I’ve Heard the Mermaids Singing (Patricia Rozema, 1987)

A. Van Jordan

I've Heard the Mermaids Singing, A. Van Jordan

 

Often, I find myself in situations
for which there are no adequate epigraphs.
My days fill with temp work,
part-time, and I’m in another office,
the next day, day after day,
as a Girl Friday…or a Person Friday, now–
though life hasn’t changed
with the title—and I look into
the unfolding world around me:
Women with babies, couples in love,
women on bicycles or swimming,
women of all kinds, but none
who look like me. Through my lens,
I see through them; my gaze
travels to them like a song, but
they don’t sing back. I notice
some, like Gabrielle, for instance,
from whom I cannot take my eyes
back; I fall in love with her,
the way art lovers fall for a Matisse.
You cherish a Matisse, but you don’t
think to kiss or hug one.
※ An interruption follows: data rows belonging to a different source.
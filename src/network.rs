// Line-oriented transport: newline-terminated text lines, no other framing.

use std::io::{self, BufRead, BufReader, Read, Write};
use std::net::TcpStream;
use std::time::Duration;

use serde::{Deserialize, Serialize};

use crate::event::ServerMessage;


pub const DEFAULT_PORT: u16 = 12345;
pub const DEFAULT_MAX_LINE_LEN: usize = 256;

#[derive(Debug)]
pub enum CommunicationError {
    Socket(io::Error),
    ConnectionClosed,
    LineTooLong,
    InvalidUtf8,
}

impl CommunicationError {
    // Recoverable errors are reported back to the peer; the rest end the session.
    pub fn is_recoverable(&self) -> bool {
        match self {
            CommunicationError::LineTooLong | CommunicationError::InvalidUtf8 => true,
            CommunicationError::Socket(_) | CommunicationError::ConnectionClosed => false,
        }
    }
}

impl From<io::Error> for CommunicationError {
    fn from(err: io::Error) -> Self { CommunicationError::Socket(err) }
}

// What to do with a line that doesn't fit into `max_line_len - 1` bytes.
#[derive(Clone, Copy, PartialEq, Eq, Debug, Default, Serialize, Deserialize)]
pub enum LineOverflow {
    // Keep the prefix that fits and silently drop the rest.
    #[default]
    Truncate,
    // Drop the whole line and report `LineTooLong`.
    Reject,
}

#[derive(Clone, Copy, PartialEq, Eq, Debug)]
pub struct LineLimits {
    pub max_line_len: usize,
    pub overflow: LineOverflow,
}

impl Default for LineLimits {
    fn default() -> Self {
        LineLimits {
            max_line_len: DEFAULT_MAX_LINE_LEN,
            overflow: LineOverflow::default(),
        }
    }
}

// A player's connection as seen by the game logic. Dropping it closes the connection.
pub trait Connection: Send + 'static {
    // Blocks until a full line arrives. The line terminator is stripped.
    fn read_line(&mut self) -> Result<String, CommunicationError>;
    fn write_line(&mut self, line: &str) -> Result<(), CommunicationError>;
    // Human-readable peer identity for logs.
    fn describe(&self) -> String;

    fn send(&mut self, message: &ServerMessage) -> Result<(), CommunicationError> {
        self.write_line(&message.to_string())
    }
}

pub struct TcpConnection {
    reader: BufReader<TcpStream>,
    writer: TcpStream,
    peer_addr: String,
    limits: LineLimits,
}

impl TcpConnection {
    pub fn new(
        stream: TcpStream, limits: LineLimits, read_timeout: Option<Duration>,
    ) -> io::Result<Self> {
        let peer_addr = stream.peer_addr().map_or_else(|_| "unknown".to_owned(), |a| a.to_string());
        stream.set_read_timeout(read_timeout)?;
        let reader = BufReader::new(stream.try_clone()?);
        Ok(TcpConnection { reader, writer: stream, peer_addr, limits })
    }
}

impl Connection for TcpConnection {
    fn read_line(&mut self) -> Result<String, CommunicationError> {
        read_line_bounded(&mut self.reader, self.limits)
    }

    fn write_line(&mut self, line: &str) -> Result<(), CommunicationError> {
        self.writer.write_all(line.as_bytes())?;
        self.writer.write_all(b"\n")?;
        self.writer.flush()?;
        Ok(())
    }

    fn describe(&self) -> String { self.peer_addr.clone() }
}

impl Drop for TcpConnection {
    fn drop(&mut self) {
        // Wake up anybody blocked on the other clone of the stream. Errors are irrelevant here:
        // the peer may be gone already.
        let _ = self.writer.shutdown(std::net::Shutdown::Both);
    }
}

// Reads one line keeping at most `max_line_len - 1` bytes of it. The remainder of an oversized
// line is always consumed so that the next read starts at a line boundary.
pub fn read_line_bounded(
    reader: &mut impl BufRead, limits: LineLimits,
) -> Result<String, CommunicationError> {
    let keep = limits.max_line_len.saturating_sub(1);
    let mut buf = Vec::new();
    let n = reader.by_ref().take(keep as u64).read_until(b'\n', &mut buf)?;
    if n == 0 && keep > 0 {
        return Err(CommunicationError::ConnectionClosed);
    }
    let mut overflow = false;
    if buf.last() == Some(&b'\n') {
        buf.pop();
    } else {
        // Either the line did not fit or the stream ended without a terminator.
        let skipped = skip_rest_of_line(reader)?;
        overflow = skipped > 0;
        if keep == 0 && skipped == 0 {
            return Err(CommunicationError::ConnectionClosed);
        }
    }
    if buf.last() == Some(&b'\r') {
        buf.pop();
    }
    if overflow {
        if limits.overflow == LineOverflow::Reject {
            return Err(CommunicationError::LineTooLong);
        }
        drop_split_char(&mut buf);
    }
    String::from_utf8(buf).map_err(|_| CommunicationError::InvalidUtf8)
}

// The cut may land inside a multi-byte character. Drops its leading bytes, but leaves any
// other invalid UTF-8 in place.
fn drop_split_char(buf: &mut Vec<u8>) {
    if let Err(err) = std::str::from_utf8(buf) {
        if err.error_len().is_none() {
            buf.truncate(err.valid_up_to());
        }
    }
}

// Returns the number of bytes skipped, not counting the terminator.
fn skip_rest_of_line(reader: &mut impl BufRead) -> io::Result<usize> {
    let mut skipped = 0;
    loop {
        let available = reader.fill_buf()?;
        if available.is_empty() {
            return Ok(skipped);
        }
        match available.iter().position(|&b| b == b'\n') {
            Some(pos) => {
                reader.consume(pos + 1);
                return Ok(skipped + pos);
            }
            None => {
                let len = available.len();
                reader.consume(len);
                skipped += len;
            }
        }
    }
}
But, what’s
so wrong with imagining the Matisse
wanting to kiss me back, seeing into me?
Let’s say the Matisse were a woman,
looking so deeply into my core till
my core looked like a tower to climb
on a sunny day, and the wind began blowing
the closer she got to the top, and birds
flew around the top stairs of the tower, but
she grew tired of climbing. The closer she got to the top,
she could see all the colors comprising me, and
she thought, Maybe I can’t make it to the top
of her tower, maybe even a Matisse isn’t good enough
to reach all this beauty. She would say this as
she feels the light on her face…And I’d tell her
Fear not the height, the distance of the fall…
Keep your eyes on the point
of ascent; yes, the clouds swell heavy,
the rain comes hard, the legs grow weary.
Ah, but the gasp for air…Ah, but the view….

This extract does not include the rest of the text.